Data entries
Segment Open

//! Request-time extraction — the second phase.
//!
//! Executes a compiled [`HandlerPlan`] against the raw request data the
//! routing layer hands over: path captures, the query string, headers,
//! and body bytes. Every failing parameter is reported in one structured
//! failure; a handler is never invoked on partial arguments.
//!
//! Scalar parameters arrive as text, so they always validate in lax
//! coercion mode regardless of the engine default.

use bumpalo::Bump;
use serde_json::{Map, Value};
use std::collections::HashMap;

use super::plan::{HandlerPlan, ParamSource, PlannedParam};
use crate::validate::context::ValidationContext;
use crate::validate::interp;
use crate::validate::{Engine, ValidationError, ValidationFailure};

/// Raw request data supplied by the routing layer. This crate never
/// touches socket or transport state.
#[derive(Debug, Clone, Default)]
pub struct RequestParts {
    /// Path captures by name
    pub path_params: HashMap<String, String>,
    /// Query-string pairs in arrival order; keys may repeat
    pub query: Vec<(String, String)>,
    /// Header map
    pub headers: HashMap<String, String>,
    /// Raw body bytes, when the request carried a body
    pub body: Option<Vec<u8>>,
}

impl RequestParts {
    /// Creates empty request parts.
    pub fn new() -> Self {
        Self::default()
    }

    /// Adds a path capture.
    pub fn with_path(mut self, name: impl Into<String>, value: impl Into<String>) -> Self {
        self.path_params.insert(name.into(), value.into());
        self
    }

    /// Adds a query pair. Repeated keys accumulate.
    pub fn with_query(mut self, name: impl Into<String>, value: impl Into<String>) -> Self {
        self.query.push((name.into(), value.into()));
        self
    }

    /// Adds a header.
    pub fn with_header(mut self, name: impl Into<String>, value: impl Into<String>) -> Self {
        self.headers.insert(name.into(), value.into());
        self
    }

    /// Sets the body from text.
    pub fn with_body(mut self, body: impl Into<String>) -> Self {
        self.body = Some(body.into().into_bytes());
        self
    }
}

/// The validated keyword-argument mapping handed back for handler
/// invocation.
#[derive(Debug, Clone)]
pub struct BoundArgs {
    values: Map<String, Value>,
}

impl BoundArgs {
    /// Reads an argument by name.
    pub fn get(&self, name: &str) -> Option<&Value> {
        self.values.get(name)
    }

    /// Number of bound arguments.
    pub fn len(&self) -> usize {
        self.values.len()
    }

    /// True when no arguments were bound.
    pub fn is_empty(&self) -> bool {
        self.values.is_empty()
    }

    /// Consumes the binding into its mapping.
    pub fn into_map(self) -> Map<String, Value> {
        self.values
    }
}

impl HandlerPlan {
    /// Pulls, validates, and binds every parameter. On any failure the
    /// result lists every failing parameter, and the handler must not be
    /// invoked.
    pub fn extract(
        &self,
        parts: &RequestParts,
        engine: &Engine<'_>,
    ) -> Result<BoundArgs, ValidationFailure> {
        let mut errors = Vec::new();
        let mut values = Map::new();

        for param in &self.params {
            let path = format!("{}.{}", param.source.as_str(), param.decl.name);
            match pull_raw(param, parts) {
                Some(raw) => {
                    match validate_scalar(param, &raw, &path, engine) {
                        Ok(v) => {
                            values.insert(param.decl.name.clone(), v);
                        }
                        Err(mut param_errors) => errors.append(&mut param_errors),
                    }
                }
                None => {
                    if param.decl.required {
                        errors.push(ValidationError::missing(path));
                    } else {
                        values.insert(
                            param.decl.name.clone(),
                            param.decl.default.clone().unwrap_or(Value::Null),
                        );
                    }
                }
            }
        }

        if let Some(body) = &self.body {
            match validate_body(&body.model, parts, engine) {
                Ok(v) => {
                    values.insert(body.name.clone(), v);
                }
                Err(mut body_errors) => errors.append(&mut body_errors),
            }
        }

        if errors.is_empty() {
            Ok(BoundArgs { values })
        } else {
            Err(ValidationFailure::new(&self.handler, errors))
        }
    }
}

/// Pulls a parameter's raw value from its classified source.
fn pull_raw(param: &PlannedParam, parts: &RequestParts) -> Option<Value> {
    match param.source {
        ParamSource::Path => parts
            .path_params
            .get(&param.decl.name)
            .map(|s| Value::String(s.clone())),
        ParamSource::Query => {
            let matches: Vec<&str> = parts
                .query
                .iter()
                .filter(|(k, _)| k == &param.decl.name)
                .map(|(_, v)| v.as_str())
                .collect();
            if matches.is_empty() {
                None
            } else if param.wants_list {
                Some(Value::Array(
                    matches.iter().map(|v| Value::String(v.to_string())).collect(),
                ))
            } else {
                // Repeated keys for a scalar parameter: first one wins.
                Some(Value::String(matches[0].to_string()))
            }
        }
        ParamSource::Header => parts
            .headers
            .iter()
            .find(|(k, _)| k.eq_ignore_ascii_case(&param.decl.name))
            .map(|(_, v)| Value::String(v.clone())),
        ParamSource::Body => None,
    }
}

/// Validates one scalar (or list-of-scalar) parameter in lax mode.
fn validate_scalar(
    param: &PlannedParam,
    raw: &Value,
    path: &str,
    engine: &Engine<'_>,
) -> Result<Value, Vec<ValidationError>> {
    let arena = Bump::new();
    let interpreted = !engine.config().fast_path;
    let mut ctx =
        ValidationContext::new(&arena, engine.config().max_depth, false, interpreted);

    let result = if interpreted {
        interp::check_value(
            &param.decl.ty,
            &param.decl.constraints,
            raw,
            path,
            &mut ctx,
            engine.registry(),
        )
    } else {
        param.validator.validate(raw, path, &mut ctx, engine.registry())
    };

    match result {
        Some(v) if ctx.error_count() == 0 => Ok(v),
        _ => Err(ctx.take_errors()),
    }
}

/// Parses and validates the body against its model, prefixing every error
/// path with `body`.
fn validate_body(
    model: &str,
    parts: &RequestParts,
    engine: &Engine<'_>,
) -> Result<Value, Vec<ValidationError>> {
    let Some(bytes) = &parts.body else {
        return Err(vec![ValidationError::missing("body")]);
    };

    let text = match std::str::from_utf8(bytes) {
        Ok(text) => text,
        Err(e) => return Err(vec![ValidationError::parse("body", e.to_string())]),
    };
    let value: Value = match serde_json::from_str(text) {
        Ok(value) => value,
        Err(e) => return Err(vec![ValidationError::parse("body", e.to_string())]),
    };
    let Some(map) = value.as_object() else {
        return Err(vec![ValidationError::type_mismatch("body", "object", &value)]);
    };

    let Some(spec) = engine.registry().get(model) else {
        // Unreachable after plan build; reject rather than accept.
        return Err(vec![ValidationError::missing("body")]);
    };

    match engine.validate_spec(&spec, map) {
        Ok(validated) => Ok(Value::Object(validated)),
        Err(failure) => Err(failure
            .errors()
            .iter()
            .cloned()
            .map(|mut e| {
                e.path = if e.path.is_empty() || e.path == "$root" {
                    "body".to_string()
                } else {
                    format!("body.{}", e.path)
                };
                e
            })
            .collect()),
    }
}

#[cfg(test)]
mod tests {
    use super::*;
    use crate::config::EngineConfig;
    use crate::decl::types::TypeExpr;
    use crate::decl::{Field, ModelBuilder, SpecRegistry};
    use crate::validate::ErrorKind;
    use serde_json::json;

    fn registry() -> SpecRegistry {
        let registry = SpecRegistry::new();
        registry
            .register(
                ModelBuilder::new("user")
                    .field(Field::required("name", TypeExpr::Str).min_len(2))
                    .field(Field::required("age", TypeExpr::Int).ge(0.0).le(120.0))
                    .build(),
            )
            .unwrap();
        registry.finalize().unwrap();
        registry
    }

    fn plan(registry: &SpecRegistry) -> HandlerPlan {
        HandlerPlan::builder("create_user")
            .path(Field::required("org_id", TypeExpr::Int))
            .query(Field::with_default("limit", TypeExpr::Int, json!(10)).ge(1.0).le(100.0))
            .header(Field::required("x-api-key", TypeExpr::Str).min_len(8))
            .body("user", "user")
            .build(registry)
            .unwrap()
    }

    #[test]
    fn test_full_extraction() {
        let registry = registry();
        let engine = Engine::new(&registry, EngineConfig::default());
        let plan = plan(&registry);

        let parts = RequestParts::new()
            .with_path("org_id", "42")
            .with_query("limit", "25")
            .with_header("X-Api-Key", "secret-key-1")
            .with_body("{\"name\": \"Alice\", \"age\": 30}");

        let args = plan.extract(&parts, &engine).unwrap();
        assert_eq!(args.get("org_id"), Some(&json!(42)));
        assert_eq!(args.get("limit"), Some(&json!(25)));
        assert_eq!(args.get("x-api-key"), Some(&json!("secret-key-1")));
        assert_eq!(args.get("user").and_then(|u| u.get("name")), Some(&json!("Alice")));
    }

    #[test]
    fn test_defaults_fill_missing_optionals() {
        let registry = registry();
        let engine = Engine::new(&registry, EngineConfig::default());
        let plan = plan(&registry);

        let parts = RequestParts::new()
            .with_path("org_id", "42")
            .with_header("x-api-key", "secret-key-1")
            .with_body("{\"name\": \"Alice\", \"age\": 30}");

        let args = plan.extract(&parts, &engine).unwrap();
        assert_eq!(args.get("limit"), Some(&json!(10)));
    }

    #[test]
    fn test_every_failing_parameter_is_reported() {
        let registry = registry();
        let engine = Engine::new(&registry, EngineConfig::default());
        let plan = plan(&registry);

        // Bad path, bad query, missing header, body with two bad fields.
        let parts = RequestParts::new()
            .with_path("org_id", "abc")
            .with_query("limit", "0")
            .with_body("{\"name\": \"A\", \"age\": 200}");

        let err = plan.extract(&parts, &engine).unwrap_err();
        let paths: Vec<&str> = err.errors().iter().map(|e| e.path.as_str()).collect();
        assert_eq!(err.error_count(), 5);
        assert!(paths.contains(&"path.org_id"));
        assert!(paths.contains(&"query.limit"));
        assert!(paths.contains(&"header.x-api-key"));
        assert!(paths.contains(&"body.name"));
        assert!(paths.contains(&"body.age"));
    }

    #[test]
    fn test_malformed_body_is_single_parse_error() {
        let registry = registry();
        let engine = Engine::new(&registry, EngineConfig::default());
        let plan = plan(&registry);

        let parts = RequestParts::new()
            .with_path("org_id", "1")
            .with_header("x-api-key", "secret-key-1")
            .with_body("{\"name\": ");

        let err = plan.extract(&parts, &engine).unwrap_err();
        assert_eq!(err.error_count(), 1);
        assert_eq!(err.errors()[0].path, "body");
        assert_eq!(err.errors()[0].kind, ErrorKind::Parse);
    }

    #[test]
    fn test_repeated_query_keys_build_lists() {
        let registry = registry();
        let engine = Engine::new(&registry, EngineConfig::default());
        let plan = HandlerPlan::builder("search")
            .query(Field::with_default("tag", TypeExpr::list(TypeExpr::Str), json!([])).max_items(3))
            .build(&registry)
            .unwrap();

        let parts = RequestParts::new()
            .with_query("tag", "rust")
            .with_query("tag", "db");
        let args = plan.extract(&parts, &engine).unwrap();
        assert_eq!(args.get("tag"), Some(&json!(["rust", "db"])));

        let parts = RequestParts::new()
            .with_query("tag", "a")
            .with_query("tag", "b")
            .with_query("tag", "c")
            .with_query("tag", "d");
        let err = plan.extract(&parts, &engine).unwrap_err();
        assert_eq!(err.errors()[0].path, "query.tag");
    }

    #[test]
    fn test_headers_match_case_insensitively() {
        let registry = registry();
        let engine = Engine::new(&registry, EngineConfig::default());
        let plan = HandlerPlan::builder("h")
            .header(Field::required("X-Trace-Id", TypeExpr::Uuid))
            .build(&registry)
            .unwrap();

        let parts =
            RequestParts::new().with_header("x-trace-id", "67e55044-10b1-426f-9247-bb680e5fe0c8");
        let args = plan.extract(&parts, &engine).unwrap();
        assert_eq!(
            args.get("X-Trace-Id"),
            Some(&json!("67e55044-10b1-426f-9247-bb680e5fe0c8"))
        );
    }

    #[test]
    fn test_scalar_params_stay_lax_under_strict_engine() {
        let registry = registry();
        let config = EngineConfig {
            strict: true,
            ..EngineConfig::default()
        };
        let engine = Engine::new(&registry, config);
        let plan = HandlerPlan::builder("h")
            .query(Field::required("limit", TypeExpr::Int))
            .build(&registry)
            .unwrap();

        // Query values are text; "25" must still coerce.
        let parts = RequestParts::new().with_query("limit", "25");
        let args = plan.extract(&parts, &engine).unwrap();
        assert_eq!(args.get("limit"), Some(&json!(25)));
    }
}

Segment Closed

=== Activity ===
Give solely the number of lines in the data that contain the string "BoundArgs".

=== Answer box ===
4